The saga of Martian oceans — and if they truly existed or not — continues with a new episode. A team of geophysicists at the University of California, Berkeley, suggests that volcanoes may have helped pave the way for liquid water, by raising temperatures.
“Volcanoes may be important in creating the conditions for Mars to be wet,” said Michael Manga, a UC Berkeley professor of earth and planetary science and senior author of a paper appearing in Nature this week and posted online March 19.
While there is significant evidence that Mars used to have oceans of liquid water, not everybody is convinced of their existence. The main argument against this existence is that… we don’t see them today. The estimated mass of the oceans just doesn’t fit with the how much water could be hidden today as permafrost underground and how much could have escaped into space. In other words, if Mars once had oceans, we should still see some water.
But Manga and his colleagues developed a new model which would help explain this disparity. They propose that the first ocean on the Red Planet (called Arabia) formed at about the same time as the planet’s largest volcanic feature, Tharsis, or even a bit sooner — instead of after it, as previous models suggested.
“The assumption was that Tharsis formed quickly and early, rather than gradually, and that the oceans came later,” Manga said. We’re saying that the oceans predate and accompany the lava outpourings that made Tharsis.

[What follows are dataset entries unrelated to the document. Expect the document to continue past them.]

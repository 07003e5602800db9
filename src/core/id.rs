//! Normalized state and event identifiers.
//!
//! Identifiers are dense: `0, 1, 2, ...`. The identifier doubles as the index
//! into the description tables and the per-state transition rows, so the
//! engine never searches, it indexes.

use serde::{Deserialize, Serialize};
use std::fmt;

/// Upper bound on entries scanned in a description table.
///
/// A table may hold at most `MAX_ENTRIES - 1` normalized states or events.
pub const MAX_ENTRIES: usize = 64;

/// Normalized state identifier in `[0, number_states)`.
///
/// # Example
///
/// ```rust
/// use tablefsm::core::StateId;
///
/// let idle = StateId::new(0);
/// assert_eq!(idle.index(), 0);
/// assert_eq!(StateId::from(3u32), StateId::new(3));
/// ```
#[derive(Clone, Copy, PartialEq, Eq, PartialOrd, Ord, Hash, Debug, Serialize, Deserialize)]
#[serde(transparent)]
pub struct StateId(u32);

impl StateId {
    pub const fn new(id: u32) -> Self {
        Self(id)
    }

    pub const fn get(self) -> u32 {
        self.0
    }

    /// Position of this state in the description table and state table.
    pub const fn index(self) -> usize {
        self.0 as usize
    }
}

impl From<u32> for StateId {
    fn from(id: u32) -> Self {
        Self(id)
    }
}

impl fmt::Display for StateId {
    fn fmt(&self, f: &mut fmt::Formatter<'_>) -> fmt::Result {
        write!(f, "{}", self.0)
    }
}

/// Normalized event identifier in `[0, number_events)`.
#[derive(Clone, Copy, PartialEq, Eq, PartialOrd, Ord, Hash, Debug, Serialize, Deserialize)]
#[serde(transparent)]
pub struct EventId(u32);

impl EventId {
    pub const fn new(id: u32) -> Self {
        Self(id)
    }

    pub const fn get(self) -> u32 {
        self.0
    }

    /// Position of this event in the description table and in every
    /// transition row.
    pub const fn index(self) -> usize {
        self.0 as usize
    }
}

impl From<u32> for EventId {
    fn from(id: u32) -> Self {
        Self(id)
    }
}

impl fmt::Display for EventId {
    fn fmt(&self, f: &mut fmt::Formatter<'_>) -> fmt::Result {
        write!(f, "{}", self.0)
    }
}

/// One entry of the caller's state description table.
///
/// # Example
///
/// ```rust
/// use tablefsm::core::{StateDescription, StateId};
///
/// let states = [
///     StateDescription::new(0, "Idle State"),
///     StateDescription::new(1, "Established State"),
/// ];
/// assert_eq!(states[1].id, StateId::new(1));
/// ```
#[derive(Clone, PartialEq, Eq, Debug, Serialize, Deserialize)]
pub struct StateDescription {
    pub id: StateId,
    pub description: String,
}

impl StateDescription {
    pub fn new(id: impl Into<StateId>, description: impl Into<String>) -> Self {
        Self {
            id: id.into(),
            description: description.into(),
        }
    }
}

/// One entry of the caller's event description table.
#[derive(Clone, PartialEq, Eq, Debug, Serialize, Deserialize)]
pub struct EventDescription {
    pub id: EventId,
    pub description: String,
}

impl EventDescription {
    pub fn new(id: impl Into<EventId>, description: impl Into<String>) -> Self {
        Self {
            id: id.into(),
            description: description.into(),
        }
    }
}

#[cfg(test)]
mod tests {
    use super::*;

    #[test]
    fn ids_index_their_tables() {
        assert_eq!(StateId::new(5).index(), 5);
        assert_eq!(EventId::new(7).index(), 7);
    }

    #[test]
    fn ids_order_numerically() {
        assert!(StateId::new(1) < StateId::new(2));
        assert!(EventId::new(0) < EventId::new(63));
    }

    #[test]
    fn ids_display_as_plain_numbers() {
        assert_eq!(StateId::new(12).to_string(), "12");
        assert_eq!(EventId::new(3).to_string(), "3");
    }

    #[test]
    fn descriptions_accept_raw_ids() {
        let state = StateDescription::new(2u32, "Established State");
        assert_eq!(state.id, StateId::new(2));
        assert_eq!(state.description, "Established State");

        let event = EventDescription::new(4u32, "Start Session Termination");
        assert_eq!(event.id, EventId::new(4));
    }

    #[test]
    fn ids_serialize_transparently() {
        let json = serde_json::to_string(&StateId::new(3)).unwrap();
        assert_eq!(json, "3");

        let event: EventId = serde_json::from_str("6").unwrap();
        assert_eq!(event, EventId::new(6));
    }

    #[test]
    fn description_roundtrips_through_json() {
        let state = StateDescription::new(1u32, "Wait for Init Ack State");
        let json = serde_json::to_string(&state).unwrap();
        let back: StateDescription = serde_json::from_str(&json).unwrap();
        assert_eq!(state, back);
    }
}
//! Result of a successful dispatch.

use crate::core::StateId;

/// How `Machine::process_event` finished when it did not fail.
#[derive(Clone, Copy, PartialEq, Eq, Debug)]
pub enum Dispatch {
    /// The next state was committed. `exception` is set when the handler
    /// overrode the table's declared next state.
    Transitioned {
        from: StateId,
        to: StateId,
        exception: bool,
    },

    /// No handler for the event in the current state; nothing changed.
    Quiet,

    /// The handler chose to ignore the event; nothing changed.
    Ignored,

    /// The handler asked to stop. Nothing was recorded and the instance
    /// should not be driven further by this call chain.
    Stopped,
}

impl Dispatch {
    /// State committed by the dispatch, if any.
    pub fn new_state(&self) -> Option<StateId> {
        match self {
            Self::Transitioned { to, .. } => Some(*to),
            _ => None,
        }
    }

    pub fn is_stopped(&self) -> bool {
        matches!(self, Self::Stopped)
    }
}
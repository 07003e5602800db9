//! Session State Machine
//!
//! This example drives a protocol session through setup and teardown.
//!
//! Key concepts:
//! - Dense state and event enums declared with `state_ids!` / `event_ids!`
//! - One transition row per state, one tuple per event
//! - Handlers that count timeouts in a caller-owned context
//! - History and table dumps for diagnostics
//!
//! Run with: RUST_LOG=debug cargo run --example session

mod session_fsm;

use session_fsm::{Session, SessionConfig, SessionContext, SessionEvent, SessionTables};
use tracing_subscriber::EnvFilter;

fn main() -> Result<(), Box<dyn std::error::Error>> {
    tracing_subscriber::fmt()
        .with_env_filter(EnvFilter::from_default_env())
        .init();

    println!("=== Session State Machine ===\n");

    let tables = SessionTables::new();
    let mut session = Session::create(&tables)?;

    let config = SessionConfig { tmo_threshold: 3 };
    let mut ctx = SessionContext::default();

    let script = [
        SessionEvent::StartInit,
        SessionEvent::InitTmo,
        SessionEvent::InitTmo,
        SessionEvent::InitAck,
        SessionEvent::StartTerm,
        SessionEvent::TermAck,
    ];

    for event in script {
        session.engine(event, &config, &mut ctx)?;
        println!(
            "{:<28} -> {}",
            event.description(),
            session
                .machine
                .state_description(session.state_id())
                .unwrap_or("<unknown>")
        );
    }

    session.machine.print_history()?;
    session.machine.print_table()?;

    println!("=== Example Complete ===");
    Ok(())
}
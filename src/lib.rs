//! Tablefsm: a table-driven finite state machine engine
//!
//! A state machine is described by three caller-owned tables: the states,
//! the normalized events, and one transition row per state holding a
//! `(event, handler, next_state)` tuple for every event. The tables are
//! validated once when the machine is created, then the machine is driven
//! one event at a time.
//!
//! # Core Concepts
//!
//! - **Normalized ids**: states and events are dense integers `0, 1, 2, ...`
//!   that index the tables directly
//! - **Handlers**: synchronous callbacks returning a [`HandlerOutcome`]
//! - **Quiet events**: tuples without a handler; recorded, never applied
//! - **Exception transitions**: a handler may override the table's next state
//! - **History**: a ring of the last 64 processed events for diagnostics
//!
//! # Example
//!
//! ```rust
//! use tablefsm::core::{HandlerOutcome, StateRow, TransitionTuple};
//! use tablefsm::{event_ids, state_ids, MachineBuilder};
//!
//! state_ids! {
//!     enum Door {
//!         Closed => "Closed",
//!         Open => "Open",
//!     }
//! }
//!
//! event_ids! {
//!     enum Action {
//!         Push => "Push",
//!         Pull => "Pull",
//!     }
//! }
//!
//! fn swing(_: &(), swings: &mut u32) -> HandlerOutcome {
//!     *swings += 1;
//!     HandlerOutcome::ok()
//! }
//!
//! let states = Door::descriptions();
//! let events = Action::descriptions();
//! let rows = vec![
//!     StateRow::new(Door::Closed, vec![
//!         TransitionTuple::new(Action::Push, swing, Door::Open),
//!         TransitionTuple::quiet(Action::Pull, Door::Closed),
//!     ]),
//!     StateRow::new(Door::Open, vec![
//!         TransitionTuple::quiet(Action::Push, Door::Open),
//!         TransitionTuple::new(Action::Pull, swing, Door::Closed),
//!     ]),
//! ];
//!
//! let mut door = MachineBuilder::new()
//!     .name("door")
//!     .initial(Door::Closed)
//!     .states(&states)
//!     .events(&events)
//!     .table(&rows)
//!     .build()
//!     .unwrap();
//!
//! let mut swings = 0;
//! door.process_event(Action::Push, &(), &mut swings).unwrap();
//! assert_eq!(door.current_state(), Door::Open.id());
//!
//! door.process_event(Action::Push, &(), &mut swings).unwrap();
//! assert_eq!(door.current_state(), Door::Open.id());
//! assert_eq!(swings, 1);
//! ```

pub mod builder;
pub mod core;
pub mod engine;
pub mod introspect;
pub mod registry;

// Re-export commonly used types
pub use builder::{BuildError, MachineBuilder};
pub use crate::core::{EventId, HandlerOutcome, StateId, Transition};
pub use engine::{Dispatch, FsmError, Machine};
pub use registry::{MachineHandle, MachineRegistry};
//! Event handler capability and handler results.
//!
//! A handler runs synchronously inside `Machine::process_event`. It receives
//! the raw event payload and the caller's context untouched and tells the
//! engine how to continue by returning a [`HandlerOutcome`].

use super::id::StateId;
use std::sync::Arc;
use thiserror::Error;

/// Where a successful handler wants the machine to go.
#[derive(Clone, Copy, PartialEq, Eq, Debug)]
pub enum Transition {
    /// Follow the next state declared in the transition tuple.
    UseTableDefault,

    /// Exception transition: go to this state instead of the declared one.
    /// Applies to the current dispatch only.
    Override(StateId),
}

/// Failure reported by a handler.
///
/// The code is application defined and is kept in the history record.
#[derive(Clone, PartialEq, Eq, Debug, Error)]
#[error("handler failed with code {code}: {message}")]
pub struct HandlerError {
    pub code: u32,
    pub message: String,
}

impl HandlerError {
    pub fn new(code: u32, message: impl Into<String>) -> Self {
        Self {
            code,
            message: message.into(),
        }
    }
}

/// Result of running an event handler.
#[derive(Clone, PartialEq, Eq, Debug)]
pub enum HandlerOutcome {
    /// Event handled; resolve and commit the next state.
    Proceed(Transition),

    /// Event deliberately ignored; no transition, dispatch still succeeds.
    Ignore,

    /// Event processing failed; the current state is kept.
    Fail(HandlerError),

    /// Stop processing. The engine must not touch the instance again
    /// during this dispatch, not even to record history.
    Stop,
}

impl HandlerOutcome {
    /// Success using the transition tuple's declared next state.
    pub fn ok() -> Self {
        Self::Proceed(Transition::UseTableDefault)
    }

    /// Success with an exception transition to `state`.
    pub fn override_to(state: impl Into<StateId>) -> Self {
        Self::Proceed(Transition::Override(state.into()))
    }

    pub fn fail(code: u32, message: impl Into<String>) -> Self {
        Self::Fail(HandlerError::new(code, message))
    }
}

/// Capability invoked by the engine for one (state, event) pair.
///
/// `P` is the raw event payload, `C` the caller's context. Any
/// `Fn(&P, &mut C) -> HandlerOutcome` closure or function is a handler.
///
/// # Example
///
/// ```rust
/// use tablefsm::core::{EventHandler, HandlerOutcome};
///
/// struct Counter {
///     seen: u32,
/// }
///
/// let count = |_payload: &(), ctx: &mut Counter| {
///     ctx.seen += 1;
///     HandlerOutcome::ok()
/// };
///
/// let mut ctx = Counter { seen: 0 };
/// assert_eq!(count.handle(&(), &mut ctx), HandlerOutcome::ok());
/// assert_eq!(ctx.seen, 1);
/// ```
pub trait EventHandler<P, C>: Send + Sync {
    fn handle(&self, payload: &P, context: &mut C) -> HandlerOutcome;
}

impl<P, C, F> EventHandler<P, C> for F
where
    F: Fn(&P, &mut C) -> HandlerOutcome + Send + Sync,
{
    fn handle(&self, payload: &P, context: &mut C) -> HandlerOutcome {
        self(payload, context)
    }
}

/// Handler shared between several transition tuples.
pub type SharedHandler<P, C> = Arc<dyn EventHandler<P, C>>;

/// Wrap a closure or function as a [`SharedHandler`].
///
/// Use this when the same handler serves many tuples, for example a
/// catch-all "ignore" handler.
pub fn handler<P, C, F>(f: F) -> SharedHandler<P, C>
where
    F: Fn(&P, &mut C) -> HandlerOutcome + Send + Sync + 'static,
{
    Arc::new(f)
}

In particular, because Tharsis was smaller in its earlier days, it didn’t distort the seabed as much, meaning that the oceans were much shallower than previously assumed. This theory can also help explain another counterargument to Martian oceans: the seashore problem. The proposed seashores are highly irregular, varying in height by up to 1 kilometer (0.6 miles), whereas on Earth seashores are largely at the same level (sea level).
If oceans were formed in the initial stages of Tharsis’ development, the volcano would have significantly depressed the land and deformed the shoreline, which would help explain the irregularity.
“These shorelines could have been emplaced by a large body of liquid water that existed before and during the emplacement of Tharsis, instead of afterwards,” said first author Robert Citron, a UC Berkeley graduate student.
Lastly, this model also proposes that Tharsis spewed gases into the atmosphere, creating a global warming or greenhouse effect, which favored the formation of liquid water. However, more studies will be needed before this theory can be confirmed.
Journal Reference: Robert I. Citron, Michael Manga & Douglas J. Hemingway. Timing of oceans on Mars from shoreline deformation. doi:10.1038/nature26144.
EDIT: A previous version of this article wrongly claimed that the article had not been peer-reviewed.